EVIDENCE FOR COMPLEMENT-INDUCED ENDOTHELIAL INJURY INVIVO - A COMPARATIVE ULTRASTRUCTURAL TRACER STUDY IN A CONTROLLED MODEL OF HYPERACUTE RAT CARDIAC ALLOGRAFT-REJECTION

Abstract

To delineate the potential role of platelet-derived factors and of the direct lytic action of complement in the pathogenesis of endothelial injury in hyperacute allograft rejection, a highly reproducible and rigidly controlled inbred rat cardiac model was studied, utilizing colloidal carbon as a vascular tracer for comparative ultrastructural analysis of the microcirculation. Unmodified allografts were characterized by widespread intramural carbon labeling of the microvasculature, which corresponded to sites of platelet sequestration and extensive endothelial cell disintegration. Under conditions of effective recipient C3 [complement component 3] depletion by anticomplementary cobra venom factor, the allograft microcirculation showed no ultrastructural alterations when compared with unmodified syngeneic heart graft controls.
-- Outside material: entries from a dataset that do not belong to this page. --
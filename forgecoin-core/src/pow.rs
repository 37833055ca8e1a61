//! Proof-of-Work: candidate assembly and the cooperative nonce search.
//!
//! The target predicate is "the block hash begins with `difficulty` hex
//! zeros". The async search yields to the scheduler and checks a
//! preemption flag every `MINE_YIELD_INTERVAL` attempts so a mining node
//! keeps servicing its sockets and can abandon a round the moment a
//! competing block extends the tip.

use std::sync::atomic::{AtomicBool, Ordering};

use log::{debug, info};

use crate::constants::MINE_YIELD_INTERVAL;
use crate::types::{Block, Transaction};

/// Whether `hash` starts with `difficulty` hex zero characters.
pub fn meets_difficulty(hash: &str, difficulty: u32) -> bool {
    let prefix = difficulty as usize;
    hash.len() >= prefix && hash.as_bytes()[..prefix].iter().all(|&b| b == b'0')
}

/// Assembles an unmined candidate: the coinbase paying
/// `block_reward + sum(fees)` followed by the selected transactions.
pub fn create_block(
    index: u64,
    transactions: Vec<Transaction>,
    previous_hash: String,
    miner_address: &str,
    difficulty: u32,
    block_reward: f64,
    timestamp: f64,
) -> Block {
    let total_fees: f64 = transactions.iter().map(|tx| tx.fee).sum();
    let coinbase = Transaction::coinbase(miner_address, block_reward + total_fees, timestamp);
    let mut all = Vec::with_capacity(transactions.len() + 1);
    all.push(coinbase);
    all.extend(transactions);
    Block::new(index, all, previous_hash, timestamp, difficulty, miner_address)
}

/// Searches nonces from the block's current value until the hash meets
/// the difficulty target. Returns `true` on success, `false` when the
/// preemption flag was raised. Yields every `MINE_YIELD_INTERVAL`
/// attempts.
pub async fn mine_block(block: &mut Block, stop: &AtomicBool) -> bool {
    let mut attempts: u64 = 0;
    loop {
        if block.meets_target() {
            info!(
                "mined block #{} nonce={} after {} attempts",
                block.index, block.nonce, attempts
            );
            return true;
        }
        if stop.load(Ordering::Relaxed) {
            debug!(
                "mining of block #{} preempted after {} attempts",
                block.index, attempts
            );
            return false;
        }
        block.nonce += 1;
        block.hash = block.compute_hash();
        attempts += 1;
        if attempts % MINE_YIELD_INTERVAL == 0 {
            debug!("mining block #{}: {} attempts", block.index, attempts);
            tokio::task::yield_now().await;
        }
    }
}

/// Blocking variant of the nonce search, for tests and helpers that do
/// not run under a scheduler.
pub fn solve(mut block: Block) -> Block {
    while !block.meets_target() {
        block.nonce += 1;
        block.hash = block.compute_hash();
    }
    block
}
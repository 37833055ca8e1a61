use thiserror::Error;

/// Errors produced by block and chain validation.
#[derive(Debug, Clone, PartialEq, Error)]
pub enum ChainError {
    #[error("height mismatch: expected index {expected}, got {got}")]
    HeightMismatch { expected: u64, got: u64 },
    #[error("previous_hash does not match the current tip")]
    ParentMismatch,
    #[error("proof of work does not meet difficulty {0}")]
    BadPow(u32),
    #[error("merkle root does not match block transactions")]
    BadMerkle,
    #[error("invalid transaction signature")]
    BadSignature,
    #[error("bad nonce for {sender}: expected {expected}, got {got}")]
    BadNonce {
        sender: String,
        expected: u64,
        got: u64,
    },
    #[error("insufficient balance for {sender}: have {have}, need {need}")]
    InsufficientBalance {
        sender: String,
        have: f64,
        need: f64,
    },
    #[error("bad coinbase: {0}")]
    BadCoinbase(String),
    #[error("candidate chain does not share our genesis")]
    GenesisMismatch,
    #[error("candidate chain is not longer than the current chain")]
    NotLonger,
    #[error("malformed transaction: {0}")]
    BadTransaction(String),
    #[error("malformed block: {0}")]
    BadBlock(String),
}

/// Reasons a transaction is refused by the mempool.
#[derive(Debug, Clone, PartialEq, Error)]
pub enum MempoolError {
    #[error("transaction already in mempool")]
    Duplicate,
    #[error("invalid transaction signature")]
    BadSignature,
    #[error("nonce {got} is below account nonce {current}")]
    StaleNonce { current: u64, got: u64 },
    #[error("conflicting transaction for sender nonce {0}")]
    Conflict(u64),
    #[error("malformed transaction: {0}")]
    Malformed(String),
}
Under conditions of recipient platelet depletion without concomitant complement depression, C-labeled segments of the microcirculation showed widespread endothelial cell disintegration, the ultrastructural features of which were similar to those observed in the unmodified allograft group. The microvasculature of syngeneic heart grafts transplanted to platelet-depleted recipients and all platelet-depleted recipients'' own hearts showed no similar ultrastructural changes. The loss of cellular integrity of the microcirculatory endothelium in hyperacute rat cardiac allograft rejection is apparently not a platelet-dependent phenomenon. The severe form of endothelial injury observed in this model is probably mediated by the direct action of activated complement components.